Their satisfaction in victory heading into finals is that they defeated a team whose assets were where Collingwood is weak. Carlton have two big key forwards who stretched their undersized defence.
And yet, Carlton kicked eight goals in one quarter and only two for the rest of the game. That is a team that has a defensive understanding.
Nathan Murphy is only 192 centimetres but is very strong overhead, and is recklessly brave. Jeremy Howe is undersized with an outsized leap and any team would want Brayden Maynard.
They have a forward line that relies not on big, dominant key targets, but that has made them more unpredictable. They have the honest and strong Brodie Mihocek, they have found a marking target in Ash Johnson and they have Elliott who plays as both small forward and tall and just creates goals. They have Jack Ginnivan, who is an irritant but on Sunday pleasingly kicked goals by looking first for the ball not the free kick. They have Ollie Henry waiting in the wings.
They have a midfield that is still Scott Pendlebury-reliant for he remains their best player and they were able to bring Jordan De Goey back. He was serviceable without being brilliant.
Where it ends is anyone’s guess, we have been waiting for the ride to end all year. It will at some point, but it is a satisfying return to Collingwood for Craig McRae who must surely be the coach of the year.
BLUES’ CONSOLATION
In the sober morning’s reflection Carlton will acknowledge growth and improvement from 13th last year to being a point away from just drawing with Collingwood and playing finals this year. In fact, they were less than that away from it. They were 0.6 per cent away from finals even without winning or drawing on Sunday.
They will be consoled by the fact they went into this match without Sam Walsh, George Hewitt and Matt Kennedy and were in a position to win. But the fact is they were in a position to win and should have won. They kicked eight goals in a quarter and only two in the other three. How do you do that?

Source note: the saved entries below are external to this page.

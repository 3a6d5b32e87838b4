//! CLI argument definitions using clap.

use clap::{Parser, Subcommand, ValueEnum};
use std::path::PathBuf;

/// Pipechain - run supervised pipelines of external processes
#[derive(Parser, Debug)]
#[command(
    name = "pipechain",
    author,
    version,
    about = "Supervised process pipelines with failure classification",
    long_about = "Runs a chain of external processes joined by pipes, as described by a JSON \n\
                  specification. Stage failures are classified so that broken pipes caused \n\
                  by a failing downstream stage are reported as secondary, and a partially \n\
                  written output file is removed when the pipeline fails."
)]
pub struct Cli {
    /// Increase logging verbosity (-v for info, -vv for debug, -vvv for trace)
    #[arg(short, long, action = clap::ArgAction::Count, global = true, env = "PIPECHAIN_VERBOSE")]
    pub verbose: u8,

    /// Suppress all output except errors
    #[arg(short, long, global = true, conflicts_with = "verbose", env = "PIPECHAIN_QUIET")]
    pub quiet: bool,

    /// Log output format
    #[arg(
        long,
        value_enum,
        default_value = "pretty",
        global = true,
        env = "PIPECHAIN_LOG_FORMAT"
    )]
    pub log_format: LogFormat,

    #[command(subcommand)]
    pub command: Commands,
}

impl Cli {
    /// Default log level for the verbosity flags.
    pub fn log_level(&self) -> &'static str {
        if self.quiet {
            return "error";
        }
        match self.verbose {
            0 => "warn",
            1 => "info",
            2 => "debug",
            _ => "trace",
        }
    }
}

/// Available CLI commands
#[derive(Subcommand, Debug)]
pub enum Commands {
    /// Run a pipeline
    Run(RunArgs),

    /// Validate a specification and print the command line it would run
    Check(CheckArgs),
}

/// Arguments for the `run` command
#[derive(Parser, Debug, Clone)]
pub struct RunArgs {
    /// Path to the pipeline specification (JSON)
    #[arg(short, long, env = "PIPECHAIN_SPEC")]
    pub spec: PathBuf,

    /// Write the last stage's output to this file instead
    #[arg(short, long)]
    pub output: Option<PathBuf>,

    /// Feed this file to the first stage instead
    #[arg(short, long)]
    pub input: Option<PathBuf>,

    /// Per-stage time limit in seconds (0 = no limit)
    #[arg(long, env = "PIPECHAIN_STAGE_TIMEOUT")]
    pub stage_timeout: Option<f64>,

    /// Overall time limit in seconds (0 = no limit)
    #[arg(long, env = "PIPECHAIN_OVERALL_TIMEOUT")]
    pub overall_timeout: Option<f64>,

    /// Print the result as JSON on stdout
    #[arg(long)]
    pub json: bool,
}

/// Arguments for the `check` command
#[derive(Parser, Debug)]
pub struct CheckArgs {
    /// Path to the pipeline specification (JSON)
    #[arg(short, long, env = "PIPECHAIN_SPEC")]
    pub spec: PathBuf,

    /// Print the normalized specification as JSON
    #[arg(long)]
    pub json: bool,
}

/// Log output format
#[derive(ValueEnum, Clone, Debug, Default)]
pub enum LogFormat {
    /// JSON structured logging
    Json,
    /// Human-readable pretty format
    #[default]
    Pretty,
    /// Compact single-line format
    Compact,
}
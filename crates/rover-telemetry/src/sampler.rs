use anyhow::{Context, Result};
use rover_proto::HeartbeatSnapshot;
use std::time::Duration;
use tracing::warn;

use crate::sources::TelemetrySources;
use crate::wireless::parse_link_status;
use crate::TelemetryConfig;

/// Collects one telemetry snapshot per call.
pub struct Sampler {
    sources: TelemetrySources,
    link_timeout: Option<Duration>,
}

impl Sampler {
    pub fn new(sources: TelemetrySources, link_timeout: Option<Duration>) -> Self {
        Self { sources, link_timeout }
    }

    pub fn from_config(cfg: &TelemetryConfig, sources: TelemetrySources) -> Self {
        Self::new(sources, cfg.link_timeout())
    }

    /// Never fails. If any source errors, the failure is logged and `previous`
    /// comes back flagged invalid, so repeated failures keep returning the same
    /// data instead of a half-filled record.
    pub async fn sample(&self, previous: &HeartbeatSnapshot) -> HeartbeatSnapshot {
        match self.collect().await {
            Ok(snapshot) => snapshot,
            Err(e) => {
                warn!("telemetry: sample failed, keeping previous data: {:#}", e);
                previous.invalidated()
            }
        }
    }

    /// One full pass over every source; the first failure aborts the pass.
    pub async fn collect(&self) -> Result<HeartbeatSnapshot> {
        let link = parse_link_status(&self.query_link().await?);
        let volume = self.sources.volume.volume().await.context("read volume")?;
        let cpu_load = self.sources.cpu.cpu_percent().context("read cpu load")?;
        let lights_on = self.sources.lights.lights_on();
        let battery = self.sources.power.battery_info().context("read battery")?;

        Ok(HeartbeatSnapshot {
            ssid: link.ssid,
            link_quality: link.quality,
            signal_level: link.signal,
            volume,
            cpu_load,
            lights_on,
            battery_percent: battery.percent,
            battery_charging: battery.charging,
            invalid: false,
            ts_unix_ms: (time::OffsetDateTime::now_utc().unix_timestamp_nanos() / 1_000_000) as i64,
        })
    }

    async fn query_link(&self) -> Result<String> {
        let query = self.sources.link.link_status();
        match self.link_timeout {
            Some(limit) => tokio::time::timeout(limit, query)
                .await
                .with_context(|| format!("link query timed out after {:?}", limit))?,
            None => query.await,
        }
    }
}

#[cfg(test)]
mod tests {
    use super::*;
    use crate::sources::{BatteryInfo, CpuProbe, LightsFlag, LinkQuery, PowerSource, VolumeSource};
    use async_trait::async_trait;
    use std::sync::atomic::{AtomicBool, Ordering};
    use std::sync::Arc;

    struct FakeLink {
        text: &'static str,
        fail: AtomicBool,
    }

    #[async_trait]
    impl LinkQuery for FakeLink {
        async fn link_status(&self) -> Result<String> {
            anyhow::ensure!(!self.fail.load(Ordering::Relaxed), "iwconfig: no such device");
            Ok(self.text.to_string())
        }
    }

    struct StuckLink;

    #[async_trait]
    impl LinkQuery for StuckLink {
        async fn link_status(&self) -> Result<String> {
            std::future::pending().await
        }
    }

    struct FakeVolume(i32);

    #[async_trait]
    impl VolumeSource for FakeVolume {
        async fn volume(&self) -> Result<i32> {
            Ok(self.0)
        }
    }

    struct FakeCpu(f32);

    impl CpuProbe for FakeCpu {
        fn cpu_percent(&self) -> Result<f32> {
            Ok(self.0)
        }
    }

    struct FakePower(Option<BatteryInfo>);

    impl PowerSource for FakePower {
        fn battery_info(&self) -> Result<BatteryInfo> {
            self.0.context("battery not present")
        }
    }

    fn sources(link: Arc<dyn LinkQuery>, power: Option<BatteryInfo>) -> TelemetrySources {
        TelemetrySources {
            link,
            volume: Arc::new(FakeVolume(55)),
            cpu: Arc::new(FakeCpu(12.5)),
            lights: Arc::new(LightsFlag::new(true)),
            power: Arc::new(FakePower(power)),
        }
    }

    fn link(text: &'static str) -> Arc<FakeLink> {
        Arc::new(FakeLink { text, fail: AtomicBool::new(false) })
    }

    const FULL: BatteryInfo = BatteryInfo { percent: 80.0, charging: true };

    #[tokio::test]
    async fn success_fills_every_field() {
        let sampler = Sampler::new(
            sources(link("ESSID:\"MyNet\" Link Quality=70/70 Signal level=-40 dBm"), Some(FULL)),
            None,
        );
        let s = sampler.sample(&HeartbeatSnapshot::default()).await;
        assert!(!s.invalid);
        assert_eq!(s.ssid, "MyNet");
        assert_eq!(s.link_quality, "70/70");
        assert_eq!(s.signal_level, "-40 dBm");
        assert_eq!(s.volume, 55);
        assert_eq!(s.cpu_load, 12.5);
        assert!(s.lights_on);
        assert_eq!(s.battery_percent, 80.0);
        assert!(s.battery_charging);
        assert!(s.ts_unix_ms > 0);
    }

    #[tokio::test]
    async fn empty_link_text_is_still_a_valid_sample() {
        let sampler = Sampler::new(sources(link(""), Some(FULL)), None);
        let s = sampler.sample(&HeartbeatSnapshot::default()).await;
        assert!(!s.invalid);
        assert_eq!((s.ssid.as_str(), s.link_quality.as_str(), s.signal_level.as_str()), ("-", "-", "-"));
    }

    #[tokio::test]
    async fn failure_returns_previous_marked_invalid() {
        let l = link("ESSID:\"MyNet\"");
        let sampler = Sampler::new(sources(l.clone(), Some(FULL)), None);
        let good = sampler.sample(&HeartbeatSnapshot::default()).await;
        assert!(!good.invalid);

        l.fail.store(true, Ordering::Relaxed);
        let first = sampler.sample(&good).await;
        assert!(first.invalid);
        assert_eq!(first.ssid, "MyNet");
        assert_eq!(first.ts_unix_ms, good.ts_unix_ms);

        let second = sampler.sample(&first).await;
        assert_eq!(second, first);
    }

    #[tokio::test]
    async fn battery_failure_discards_the_whole_pass() {
        let sampler = Sampler::new(sources(link("ESSID:\"Other\""), None), None);
        let prev = HeartbeatSnapshot { ssid: "Old".into(), invalid: false, ..HeartbeatSnapshot::default() };
        let s = sampler.sample(&prev).await;
        assert!(s.invalid);
        assert_eq!(s.ssid, "Old");
        assert!(sampler.collect().await.is_err());
    }

    #[tokio::test(start_paused = true)]
    async fn stuck_link_query_times_out() {
        let sampler = Sampler::new(sources(Arc::new(StuckLink), Some(FULL)), Some(Duration::from_millis(200)));
        let s = sampler.sample(&HeartbeatSnapshot::default()).await;
        assert_eq!(s, HeartbeatSnapshot::default());
    }

    #[cfg(unix)]
    #[tokio::test]
    async fn hung_iwconfig_times_out_every_tick() {
        // `sleep 30` stands in for an iwconfig that never answers
        let link = Arc::new(crate::wireless::Iwconfig::with_program("sleep", "30"));
        let sampler = Sampler::new(sources(link, Some(FULL)), Some(Duration::from_millis(100)));

        let started = std::time::Instant::now();
        let mut prev = HeartbeatSnapshot::default();
        for _ in 0..5 {
            prev = sampler.sample(&prev).await;
            assert!(prev.invalid);
        }
        assert!(started.elapsed() < Duration::from_secs(5));
    }
}
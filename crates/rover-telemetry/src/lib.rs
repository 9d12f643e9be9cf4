pub mod battery;
pub mod cpu;
pub mod doctor;
mod process;
pub mod sampler;
pub mod sources;
pub mod volume;
pub mod wireless;

use serde::Deserialize;

pub use sampler::Sampler;
pub use sources::{BatteryInfo, CpuProbe, LightsFlag, LightsStatus, LinkQuery, PowerSource, TelemetrySources, VolumeSource};

pub const DEFAULT_WIRELESS_INTERFACE: &str = "wlan0";
pub const DEFAULT_MIXER_CONTROL: &str = "Master";
pub const DEFAULT_BATTERY_DIR: &str = "/sys/class/power_supply/BAT0";

#[derive(Debug, Clone, Default, Deserialize)]
pub struct TelemetryConfig {
    /// Interface handed to `iwconfig`. Default wlan0.
    pub wireless_interface: Option<String>,

    /// ALSA simple mixer control read by `amixer get`. Default Master.
    pub mixer_control: Option<String>,

    /// power_supply directory holding `capacity` and `status`.
    pub battery_dir: Option<String>,

    /// Upper bound for the wireless query. Unbounded when absent.
    pub link_query_timeout_ms: Option<u64>,
}

impl TelemetryConfig {
    pub fn interface(&self) -> &str {
        self.wireless_interface.as_deref().unwrap_or(DEFAULT_WIRELESS_INTERFACE)
    }

    pub fn mixer(&self) -> &str {
        self.mixer_control.as_deref().unwrap_or(DEFAULT_MIXER_CONTROL)
    }

    pub fn battery(&self) -> &str {
        self.battery_dir.as_deref().unwrap_or(DEFAULT_BATTERY_DIR)
    }

    pub fn link_timeout(&self) -> Option<std::time::Duration> {
        self.link_query_timeout_ms.map(std::time::Duration::from_millis)
    }
}
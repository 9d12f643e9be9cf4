use std::time::Duration;
use tokio::time::Instant;

#[derive(Debug, Clone, Copy, PartialEq, Eq, Default)]
pub enum WatchdogState {
    /// Motors free to move.
    #[default]
    Armed,
    /// Motors at neutral, look servo at its stop position.
    SafetyStopped,
}

/// Liveness state machine. Only the Armed -> SafetyStopped edge asks for a
/// side effect; re-arming is silent.
#[derive(Debug, Default)]
pub struct Watchdog {
    state: WatchdogState,
}

impl Watchdog {
    pub fn new() -> Self {
        Self::default()
    }

    pub fn state(&self) -> WatchdogState {
        self.state
    }

    /// Returns the new state and whether the stop side effect must fire.
    /// A `now` earlier than `last_signal` counts as no time elapsed.
    pub fn evaluate(&mut self, now: Instant, last_signal: Instant, timeout: Duration) -> (WatchdogState, bool) {
        let stale = now.saturating_duration_since(last_signal) > timeout;

        let transitioned = match (self.state, stale) {
            (WatchdogState::Armed, true) => {
                self.state = WatchdogState::SafetyStopped;
                true
            }
            (WatchdogState::SafetyStopped, false) => {
                self.state = WatchdogState::Armed;
                false
            }
            _ => false,
        };

        (self.state, transitioned)
    }

    pub fn reset(&mut self) {
        self.state = WatchdogState::Armed;
    }
}
use anyhow::{Context, Result};
use std::process::Output;
use tokio::process::Command;
use tracing::debug;

/// Runs an OS tool to completion and captures its output.
///
/// The child is killed if the returned future is dropped (timeout or loop
/// cancellation), so a hung tool never outlives the tick that started it.
pub(crate) async fn run_tool(program: &str, args: &[&str]) -> Result<Output> {
    let mut cmd = Command::new(program);
    cmd.args(args).kill_on_drop(true);

    debug!("telemetry: {} {}", program, args.join(" "));
    cmd.output().await
        .with_context(|| format!("run {} {}", program, args.join(" ")))
}
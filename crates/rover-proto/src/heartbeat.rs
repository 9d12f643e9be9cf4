use serde::{Deserialize, Serialize};

/// Placeholder for text fields nobody could read.
pub const UNKNOWN: &str = "-";

/// Most recent telemetry record handed to liveness callers.
///
/// Field names on the wire match what the control UI already consumes.
#[derive(Debug, Clone, PartialEq, Serialize, Deserialize)]
pub struct HeartbeatSnapshot {
    #[serde(rename = "SSID")]
    pub ssid: String,
    #[serde(rename = "Quality")]
    pub link_quality: String,
    #[serde(rename = "Signal")]
    pub signal_level: String,
    #[serde(rename = "Volume")]
    pub volume: i32,
    #[serde(rename = "CPU")]
    pub cpu_load: f32,
    #[serde(rename = "Lights")]
    pub lights_on: bool,
    #[serde(rename = "BatteryPercent")]
    pub battery_percent: f32,
    #[serde(rename = "BatteryCharging")]
    pub battery_charging: bool,
    /// No data collected since the last reset, or the last sample failed.
    #[serde(rename = "InvalidState")]
    pub invalid: bool,
    #[serde(rename = "TsUnixMs")]
    pub ts_unix_ms: i64,
}

impl Default for HeartbeatSnapshot {
    fn default() -> Self {
        Self {
            ssid: UNKNOWN.into(),
            link_quality: UNKNOWN.into(),
            signal_level: UNKNOWN.into(),
            volume: 0,
            cpu_load: 0.0,
            lights_on: false,
            battery_percent: 0.0,
            battery_charging: false,
            invalid: true,
            ts_unix_ms: 0,
        }
    }
}

impl HeartbeatSnapshot {
    /// Same data, flagged as not freshly collected.
    pub fn invalidated(&self) -> Self {
        Self { invalid: true, ..self.clone() }
    }
}

#[cfg(test)]
mod tests {
    use super::*;

    #[test]
    fn default_is_all_unknown_and_invalid() {
        let s = HeartbeatSnapshot::default();
        assert_eq!(s.ssid, "-");
        assert_eq!(s.link_quality, "-");
        assert_eq!(s.signal_level, "-");
        assert_eq!(s.volume, 0);
        assert!(!s.lights_on);
        assert_eq!(s.battery_percent, 0.0);
        assert!(!s.battery_charging);
        assert!(s.invalid);
    }

    #[test]
    fn serializes_with_ui_field_names() {
        let v = serde_json::to_value(HeartbeatSnapshot::default()).unwrap();
        let obj = v.as_object().unwrap();
        for key in [
            "SSID", "Quality", "Signal", "Volume", "CPU", "Lights",
            "BatteryPercent", "BatteryCharging", "InvalidState", "TsUnixMs",
        ] {
            assert!(obj.contains_key(key), "missing {}", key);
        }
        assert_eq!(obj["InvalidState"], true);
    }

    #[test]
    fn invalidated_keeps_data() {
        let s = HeartbeatSnapshot {
            ssid: "MyNet".into(),
            volume: 40,
            invalid: false,
            ..HeartbeatSnapshot::default()
        };
        let i = s.invalidated();
        assert!(i.invalid);
        assert_eq!(i.ssid, "MyNet");
        assert_eq!(i.volume, 40);
    }
}
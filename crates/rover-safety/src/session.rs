use tokio::sync::broadcast;
use tracing::debug;

#[derive(Debug, Clone, Copy, PartialEq, Eq)]
pub enum SessionEvent {
    Started,
    Ended,
}

/// Fans session lifecycle events out to any number of subscribers.
#[derive(Debug, Clone)]
pub struct SessionHub {
    tx: broadcast::Sender<SessionEvent>,
}

impl Default for SessionHub {
    fn default() -> Self {
        Self::new()
    }
}

impl SessionHub {
    pub fn new() -> Self {
        Self::with_capacity(16)
    }

    /// Events a slow subscriber may fall behind by before it starts missing them.
    pub fn with_capacity(capacity: usize) -> Self {
        let (tx, _) = broadcast::channel(capacity);
        Self { tx }
    }

    pub fn subscribe(&self) -> broadcast::Receiver<SessionEvent> {
        self.tx.subscribe()
    }

    /// Returns how many subscribers were notified.
    pub fn started(&self) -> usize {
        self.publish(SessionEvent::Started)
    }

    pub fn ended(&self) -> usize {
        self.publish(SessionEvent::Ended)
    }

    fn publish(&self, ev: SessionEvent) -> usize {
        match self.tx.send(ev) {
            Ok(n) => n,
            Err(_) => {
                debug!("session: {:?} with no subscribers", ev);
                0
            }
        }
    }
}
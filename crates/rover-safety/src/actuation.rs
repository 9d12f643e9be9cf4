use async_trait::async_trait;

/// Bearing that leaves the drive motors at rest.
pub const NEUTRAL_BEARING: &str = "0";

#[derive(Debug, thiserror::Error)]
pub enum ActuationError {
    #[error("actuator rejected command: {0}")]
    Rejected(String),
    #[error("actuator unavailable: {0}")]
    Unavailable(String),
}

/// Motor and servo commands the watchdog is allowed to issue.
#[async_trait]
pub trait Actuation: Send + Sync {
    /// Queues a new bearing and returns without waiting for the motors.
    fn set_bearing(&self, bearing: &str, immediate: bool) -> Result<(), ActuationError>;

    /// Moves the look servo to its stop position; resolves once the servo
    /// controller acknowledges.
    async fn look_stop(&self) -> Result<(), ActuationError>;
}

As great as the growth has been this year this is a side that was in the top four half-way through the year and ended up missing the eight. It has been a good year under a new coach but given where they were half-way through the year, given they have a team with the two best key forwards of the last two years, and given where they were half-way through the last quarter on Sunday, Carlton should have played finals.
TIGERS SWEAT ON LYNCH
Richmond look the most dangerous premiership threat outside the top four. That danger, however, has a rider, in as much as the threat rides on the iced-up groin of Tom Lynch.
If Lynch is actually sore and was not just literally put on ice then that is a finals-shaping injury. Lynch is Richmond’s point of difference in this team that has regenerated on the run.
When he left the ground on Saturday he had kicked his 60th goal of the season and might well have given the Coleman Medal a late shake had he stayed on the ground. (As it was Charlie Curnow saw to that on Sunday).
It was prudent to get him off and probably the ice reflected nothing more than prudence. It would be a shock if he were not to play week one of the finals. But it will now be the most watched groin at MCG since Mick Jagger and the Rolling Stones in 1995.
ZORKO CROSSED THE LINE
Dayne Zorko’s behaviour should not be allowed to rest with a handshake at the end of the game and a “sorry mate, all good” in the heat of the battle.
We saw the distress in Harrison Petty. Players go out to play football not to be assailed by comments about family members. The game has long gone past that; even the Australian cricket team has worked that out.
Zorko has priors for his behaviour on the field going too far. His interactions with Gold Coast’s Touk Miller, when he refused to shake his hand after one game, then after another game made a point of exaggeratedly shaking it while continuing to make comments to Miller point to a player who indulges the verbal side of the game but struggles with finding the right line.
What is the right penalty? I don’t know, but I know nothing is not enough. Brisbane at least should have serious questions about the man invested as their leader.